Comme elle jouait la carte Annie et s'enfermait dans sa chambre en disant : « Impossible de recevoir des visiteurs », il y eut un visiteur inattendu qu'elle ne put refuser. C'était Sarah et Vincent.
« Aria… ! »
« Sarah. »
Elle fondit en larmes dès qu'elle vit le visage d'Aria, devenu très amaigri. C'était parce qu'elle ne mangeait pas correctement pour avoir l'air plus convaincante. Derrière elle, le marquis Vincent la salua d'un air regretteur.
« Vous devez être occupée, comment pouvez-vous… ? »
Même avec la question d'Aria, Sarah ne put répondre facilement, aussi ce fut le marquis qui répondit à sa place.
« On m'a dit que vous aviez eu un gros incident, alors nous n'avons pas pu prendre rendez-vous, et nous sommes venus ici. »
Le marquis avait un visage douloureux, disant qu'elle avait l'air bien malade. En plus, quand elle fit face à Sarah comme si elle avait subi l'incident, elle ne put rien dire. Elle dut juste regarder tout ça tranquillement ensemble.
« J'ai entendu dire que le coupable n'avait pas encore été attrapé. »
« Je pense qu'elle a fui juste après que je suis tombée. »
« J'ai envoyé des gens pour la prendre le plus vite possible. »
Aria acquiesça silencieusement les yeux grands ouverts quand il expliqua qu'il y avait des gens entraînés pour retrouver les personnes. Au moins l'une des servantes s'était enfuie, et elle pensa qu'il n'était pas nécessaire d'engager de tels hommes, mais elle l'écouta parce qu'il lui donna une explication assez sérieuse.
Alors Sarah, qui s'arrêta soudain de pleurer, dit en tenant la main d'Aria : « Ne t'inquiète pas, Aria. Je suis de ton côté. »
« Sarah ? »
« Et le marquis, aussi, non ? »
« C'est exact. »
Le marquis acquiesça en réponse à la question de Sarah.

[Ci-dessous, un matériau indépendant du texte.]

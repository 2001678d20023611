use std::path::{Path, PathBuf};
use std::sync::Arc;
use std::time::Duration;

use clap::{Parser, Subcommand};
use slate_agent::{Dispatcher, LogReplyGenerator, SessionContext};
use slate_canvas::{BoardSummary, RenderOptions, render_png};
use slate_channels::MemoryChannel;
use slate_channels::replay::parse_recording;
use slate_core::config::{Config, LoggingConfig};
use slate_core::protocol::parse_project;
use slate_core::session::SessionMetadata;
use slate_core::types::WhiteboardProject;
use slate_tools::CapabilityTable;
use tracing_subscriber::EnvFilter;
use tracing_subscriber::fmt::writer::BoxMakeWriter;

#[derive(Parser)]
#[command(
    name = "slate",
    about = "Shared whiteboard tutor agent: board rendering, feedback and teacher actions",
    version
)]
struct Cli {
    #[command(subcommand)]
    command: Commands,

    /// Config file path
    #[arg(short, long, global = true)]
    config: Option<String>,

    /// Enable verbose logging
    #[arg(short, long, global = true)]
    verbose: bool,
}

#[derive(Subcommand)]
enum Commands {
    /// Render a board snapshot to PNG
    Render {
        /// Project JSON (a bare project or a `project` wire message)
        #[arg(long)]
        project: PathBuf,

        /// Output PNG path
        #[arg(long)]
        out: PathBuf,

        /// Canvas width (default: from config)
        #[arg(long)]
        width: Option<u32>,

        /// Canvas height (default: from config)
        #[arg(long)]
        height: Option<u32>,
    },

    /// Print the text summary the agent would see for a board
    Summarize {
        #[arg(long)]
        project: PathBuf,

        /// Change label to report
        #[arg(long, default_value = "requested")]
        action: String,
    },

    /// Feed a JSON-lines recording through a session
    Replay {
        /// Recording file
        #[arg(long)]
        input: PathBuf,

        /// Local participant identity
        #[arg(long, default_value = "agent")]
        identity: String,

        /// Session role when no metadata is given
        #[arg(long, default_value = "student")]
        role: String,

        /// Raw session metadata JSON
        #[arg(long)]
        metadata: Option<String>,

        /// How long to keep the session open after the last packet, in ms
        /// (default: debounce interval plus one second)
        #[arg(long)]
        linger_ms: Option<u64>,
    },

    /// Print the capability definitions offered to the model
    Capabilities,

    /// Configuration management
    Config {
        #[command(subcommand)]
        action: ConfigAction,
    },
}

#[derive(Subcommand)]
enum ConfigAction {
    /// Show current configuration
    Show,
    /// Get a specific config value
    Get { key: String },
    /// Check the configuration for problems
    Validate,
}

fn init_logging(logging: Option<&LoggingConfig>, verbose: bool) {
    let filter = EnvFilter::try_from_default_env().unwrap_or_else(|_| {
        let level = match (verbose, logging.and_then(|l| l.level.as_deref())) {
            (true, _) => "debug",
            (false, Some(level)) => level,
            (false, None) => "info",
        };
        let mut directives = vec![level.to_string()];
        if let Some(logging) = logging {
            directives.extend(logging.filters.iter().cloned());
        }
        EnvFilter::new(directives.join(","))
    });

    let writer = match logging.map(|l| l.output.as_str()) {
        Some("stdout") => BoxMakeWriter::new(std::io::stdout),
        _ => BoxMakeWriter::new(std::io::stderr),
    };

    let builder = tracing_subscriber::fmt().with_env_filter(filter).with_writer(writer);
    if logging.is_some_and(|l| l.format == "json") {
        builder.json().init();
    } else {
        builder.init();
    }
}

fn read_project(path: &Path) -> anyhow::Result<WhiteboardProject> {
    let data = std::fs::read(path)?;
    match parse_project(&data) {
        Ok(project) => Ok(project),
        Err(wire_err) => serde_json::from_slice(&data).map_err(|e| {
            anyhow::anyhow!("{}: not a project message ({wire_err}) or project ({e})", path.display())
        }),
    }
}

async fn replay(
    config: Config,
    input: &Path,
    identity: String,
    metadata: SessionMetadata,
    linger: Duration,
) -> anyhow::Result<()> {
    let entries = parse_recording(&std::fs::read_to_string(input)?)?;
    let (channel, rx) = MemoryChannel::new(identity);
    let channel = Arc::new(channel);
    let ctx = SessionContext::new(Arc::new(config), metadata, channel.clone(), Arc::new(LogReplyGenerator));
    let dispatcher = tokio::spawn(Dispatcher::new(ctx.clone()).run(rx));

    tracing::info!(packets = entries.len(), "Replaying {}", input.display());
    for entry in &entries {
        tokio::time::sleep(entry.delay()).await;
        channel.inject(entry.to_packet()?);
    }
    tokio::time::sleep(linger).await;

    ctx.shutdown();
    dispatcher.abort();

    for packet in channel.published() {
        let kind = packet.message_type().unwrap_or_else(|| "?".into());
        println!("{}\t{kind}", packet.topic);
    }
    Ok(())
}

#[tokio::main]
async fn main() -> anyhow::Result<()> {
    let cli = Cli::parse();

    let config_path = cli.config.map(PathBuf::from).unwrap_or_else(Config::config_path);
    let config = Config::load(&config_path)?;
    init_logging(config.logging.as_ref(), cli.verbose);

    match cli.command {
        Commands::Render {
            project,
            out,
            width,
            height,
        } => {
            let board = read_project(&project)?;
            let mut opts = RenderOptions::from(&config.render());
            opts.width = width.unwrap_or(opts.width);
            opts.height = height.unwrap_or(opts.height);
            let png = render_png(&board, &opts)
                .ok_or_else(|| anyhow::anyhow!("rendering {}x{} failed", opts.width, opts.height))?;
            std::fs::write(&out, &png)?;
            tracing::info!(bytes = png.len(), "Wrote {}", out.display());
        }
        Commands::Summarize { project, action } => {
            let board = read_project(&project)?;
            println!("{}", BoardSummary::from_project(&board).to_prompt(&action));
        }
        Commands::Replay {
            input,
            identity,
            role,
            metadata,
            linger_ms,
        } => {
            let metadata = match metadata {
                Some(raw) => SessionMetadata::parse(&raw),
                None => SessionMetadata::with_role(&role),
            };
            let linger = linger_ms
                .map(Duration::from_millis)
                .unwrap_or_else(|| config.debounce() + Duration::from_secs(1));
            replay(config, &input, identity, metadata, linger).await?;
        }
        Commands::Capabilities => {
            let table = CapabilityTable::new(SessionMetadata::default());
            println!("{}", serde_json::to_string_pretty(&table.to_llm_tools())?);
        }
        Commands::Config { action } => match action {
            ConfigAction::Show => {
                println!("Config: {}", config_path.display());
                println!("{}", serde_json::to_string_pretty(&config)?);
            }
            ConfigAction::Get { key } => match config.get_path(&key) {
                Some(value) => println!("{}", serde_json::to_string_pretty(&value)?),
                None => anyhow::bail!("no config value at '{key}'"),
            },
            ConfigAction::Validate => {
                let (warnings, errors) = config.validate();
                for warning in &warnings {
                    println!("warning: {warning}");
                }
                for error in &errors {
                    println!("error: {error}");
                }
                if !errors.is_empty() {
                    anyhow::bail!("{} configuration error(s)", errors.len());
                }
                println!("Config OK");
            }
        },
    }

    Ok(())
}
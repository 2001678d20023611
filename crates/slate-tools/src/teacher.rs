//! Argument shaping for teacher capabilities.

use serde_json::{Map, Value};
use slate_core::error::{Result, SlateError};

use crate::capability::{ClockInArgs, RescheduleArgs};

pub const ACTION_CLOCK_IN: &str = "clock_in";
pub const ACTION_RESCHEDULE: &str = "reschedule_shift";
pub const ACTION_RESCHEDULE_FUTURE: &str = "reschedule_shift_future";

#[derive(Debug, Clone, Copy, PartialEq, Eq)]
pub enum Scope {
    Single,
    Future,
}

impl Scope {
    pub fn parse(scope: &str) -> Option<Self> {
        match scope.trim().to_lowercase().as_str() {
            "today" | "today_only" | "one_time" | "single" => Some(Self::Single),
            "future" | "all_future" | "series" | "recurring" => Some(Self::Future),
            _ => None,
        }
    }

    pub fn as_str(&self) -> &'static str {
        match self {
            Self::Single => "single",
            Self::Future => "future",
        }
    }
}

fn insert_trimmed(args: &mut Map<String, Value>, key: &str, value: &str) {
    let value = value.trim();
    if !value.is_empty() {
        args.insert(key.to_string(), Value::String(value.to_string()));
    }
}

pub fn clock_in_request(args: &ClockInArgs) -> (&'static str, Map<String, Value>) {
    let mut out = Map::new();
    insert_trimmed(&mut out, "shiftId", &args.shift_id);
    (ACTION_CLOCK_IN, out)
}

/// Validate a reschedule call and build its action name and arguments.
/// `fallback_timezone` is used when the call names none.
pub fn reschedule_request(
    args: &RescheduleArgs,
    fallback_timezone: &str,
) -> Result<(&'static str, Map<String, Value>)> {
    let scope = Scope::parse(&args.scope).ok_or_else(|| {
        SlateError::Validation(
            "Before I reschedule, tell me if this is for today only or all future classes.".into(),
        )
    })?;
    if !args.confirmed {
        return Err(SlateError::Validation(
            "Please explicitly confirm before I make this schedule change.".into(),
        ));
    }

    let timezone = match args.timezone.trim() {
        "" => fallback_timezone,
        tz => tz,
    };

    let mut out = Map::new();
    out.insert("scope".into(), scope.as_str().into());
    out.insert("confirmed".into(), true.into());
    out.insert("newStartLocal".into(), args.new_start_local_iso.trim().into());
    out.insert("newEndLocal".into(), args.new_end_local_iso.trim().into());
    out.insert("timezone".into(), timezone.into());
    insert_trimmed(&mut out, "shiftId", &args.shift_id);
    insert_trimmed(&mut out, "studentName", &args.student_name);
    insert_trimmed(&mut out, "studentId", &args.student_id);
    insert_trimmed(&mut out, "applyFromDate", &args.apply_from_local_iso);
    insert_trimmed(&mut out, "reason", &args.reason);

    let action = match scope {
        Scope::Future => ACTION_RESCHEDULE_FUTURE,
        Scope::Single => ACTION_RESCHEDULE,
    };
    Ok((action, out))
}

'Vont-elles vraiment être de mon côté même si j'agis comme dans les rumeurs. La femme mauvaise que les gens connaissent, pas comme maintenant ?'
Peut-être que si c'était Sarah. Elle pensait que Sarah croirait qu'il y avait une raison d'être une telle femme mauvaise même si elle faisait quelque chose de mal. C'était une quantité infinie de confiance qu'elle n'avait jamais reçue, même de sa mère.
« … Merci. »
Alors quand elle répondit avec des larmes non voulues, Sarah étreignit Aria et recommença à pleurer. Au bout du compte, Sarah ne cessa de pleurer que quand ses yeux furent gonflés, et elle ne put pas repartir comme ça, alors elle emprunta un chapeau à Aria, cacha ses yeux et repartit.